Il n'avait nulle raison d'être timide ou embarrassé. Il n'y avait pas vraiment d'enjeu – il la rencontrait pour la première fois, après tout, nulle vie commune, nul mariage ne les attendait, faisant trembler leurs mots. Elle pourrait le haïr, cela ne changerait rien, ni du politique ni du personnel - mais par principe, Thorin espérait enfin aplanir les choses avec son ancienne promise. Il n'y aurait pas de grand amour entre eux, ni de mariage - mais respect, amitié, partenariat ? Il s'adoucissait avec le temps, perdait l'amour ancestral pour les rancunes et haines sans fondement. Souhait de laisser un royaume plus paisible qu'il ne l'avait pris. « Je crains, Monseigneur, que la haine ne fasse pas partie de ce que je ressens envers votre personne. De l’admiration sans aucun doute, mais aucune haine. »

« - Un roi n'est rien de plus que la somme de ceux et celles qui sont prêts à le suivre.»


Convint-il simplement, respectueusement - et avant, tout sincèrement. Le regard topaze de Thorin se fit troublé, et il détourna le regard, refusant de lire dans son regard. Refusant d'assumer un compliment, une quelconque admiration, ou pire. « N’attendons pas plus longtemps, le temps ne se rattrape jamais, Majesté. »

« - J'aimerais tant pouvoir vous contredire, »
convient doucement Thorin, soutenant son bras, la guidant au travers de la salle alors que les nains s'écartaient sur leur passage.

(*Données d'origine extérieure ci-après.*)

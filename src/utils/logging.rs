/// 日志工具模块
///
/// 提供日志初始化和格式化输出的辅助函数
use tracing::info;
use tracing_subscriber::EnvFilter;

/// 初始化 tracing
///
/// RUST_LOG 优先；否则 verbose 时为 debug，默认为 info
pub fn init(verbose: bool) {
    let default_level = if verbose { "debug" } else { "info" };
    let filter = EnvFilter::try_from_default_env().unwrap_or_else(|_| EnvFilter::new(default_level));

    // 测试中可能被多次调用，忽略重复初始化
    let _ = tracing_subscriber::fmt()
        .with_env_filter(filter)
        .with_target(false)
        .try_init();
}

/// 记录程序启动信息
///
/// # 参数
/// - `input`: 供应商文件
/// - `batch_size`: 每批编码数
/// - `parallel`: 同时运行的会话数
pub fn log_startup(input: &str, batch_size: usize, parallel: usize) {
    info!("{}", "=".repeat(60));
    info!("🚀 程序启动 - 批量报告获取模式");
    info!("📄 输入文件: {}", input);
    info!("📦 每批编码数: {}", batch_size);
    info!("📊 同时运行的会话数: {}", parallel);
    info!("{}", "=".repeat(60));
}

/// 记录批次开始信息
///
/// # 参数
/// - `batch_num`: 批次编号
/// - `total_batches`: 批次总数
/// - `start`: 起始编码序号
/// - `end`: 结束编码序号
/// - `total`: 编码总数
pub fn log_batch_start(batch_num: usize, total_batches: usize, start: usize, end: usize, total: usize) {
    info!("\n{}", "=".repeat(60));
    info!("📦 开始处理第 {}/{} 批", batch_num, total_batches);
    info!("📄 本批编码: {}-{} / 共 {} 个", start, end, total);
    info!("{}", "=".repeat(60));
}

/// 记录批次完成信息
pub fn log_batch_complete(batch_num: usize, success: bool) {
    info!("\n{}", "─".repeat(60));
    if success {
        info!("✓ 第 {} 批完成", batch_num);
    } else {
        info!("❌ 第 {} 批失败", batch_num);
    }
    info!("{}", "─".repeat(60));
}

/// 打印最终统计信息
///
/// # 参数
/// - `success`: 成功批次数
/// - `failed`: 失败批次数
/// - `total`: 批次总数
/// - `output`: 结果文件（没有时为 None）
pub fn print_final_stats(success: usize, failed: usize, total: usize, output: Option<&str>) {
    info!("\n{}", "=".repeat(60));
    info!("📊 全部处理完成统计");
    info!(
        "完成时间: {}",
        chrono::Local::now().format("%Y-%m-%d %H:%M:%S")
    );
    info!("{}", "=".repeat(60));
    info!("✅ 成功: {}/{}", success, total);
    info!("❌ 失败: {}", failed);
    info!("{}", "=".repeat(60));
    if let Some(path) = output {
        info!("\n结果已保存至: {}", path);
    }
}

/// 截断长文本用于日志显示
///
/// # 参数
/// - `text`: 原始文本
/// - `max_len`: 最大长度
///
/// # 返回
/// 返回截断后的文本
pub fn truncate_text(text: &str, max_len: usize) -> String {
    if text.chars().count() > max_len {
        text.chars().take(max_len).collect::<String>() + "..."
    } else {
        text.to_string()
    }
}

#[cfg(test)]
mod tests {
    use super::*;

    #[test]
    fn test_truncate_text() {
        assert_eq!(truncate_text("短文本", 10), "短文本");
        assert_eq!(truncate_text("0123456789abc", 10), "0123456789...");
    }
}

Par Mahal, il donnerait tout l'or d'Erebor, Arkenstone comprise pour pouvoir remonter le temps. Mais il n'aurait pas assez d'une vie d'elfe pour défaire tout ses torts et remords.

« -Princesse.»


Il lui présenta un godet de bière, tenant un semblable dans sa main libre, gardant l'héritière à son bras - d'une touche à peine tangible. Hésitant, cherchant ses mots. Respectueux et gardant ses distances, une fierté farouche aussi. Lorsque les regards se firent moins discrets - le roi avait-il sourit poliment ou la princesse au coeur de granit était-elle descendu de sa tour sombre ? Thorin leva son verre, encore plein, pour porter un toast.

« - Aux maisons d'Erebor et des Monts de Fer. Au peuple de Mahal.»
Il eut un signe de tête envers son cousin, son verre s'arrêtant dans la direction de Dain, Thorin, avant qu'il ne l'entrechoque doucement avec celui d'Irien. « - Je porte ma gratitude à ma famille, et à mes hôtes. Puissent nos légendes perdurer aussi longtemps que nos montagnes. »

Les autres nains se rassemblèrent progressivement autour d'eux, alors que les toasts se multipliaient. Les clameurs, les tapes sur son épaule, l'impression d'être à la maison, les chants traditionnels... Thorin ne touchait qu'à peine sa boisson, mais il se détendait, lentement, comme des muscles sous la chaleur d'un bain. Plus tard dans la soirée, il vint prendre l'épaule de Dain, serrant son cousin contre lui.

« - Nous verrons les dernières affaires demain ? Je partirais dans l'après-midi, pour rentrer avec la nuit. »

« - Irien sera présente. C'est une habile diplomate. Meilleure que toi, »

« Je ne doute pas de cela. »
Répliqua Thorin, un sourire en coin devant la fierté malicieuse du seigneur des Monts. Erebor lui manquait déjà - il était attaché à sa montagne par une dévotion bien plus profonde que l'appât du gain. Mais ces quelques jours lui avaient du bien - chahuter son filleul, donner dans l'amour vache avec son cousin, peut-être commencer à amender sa relation avec Irien.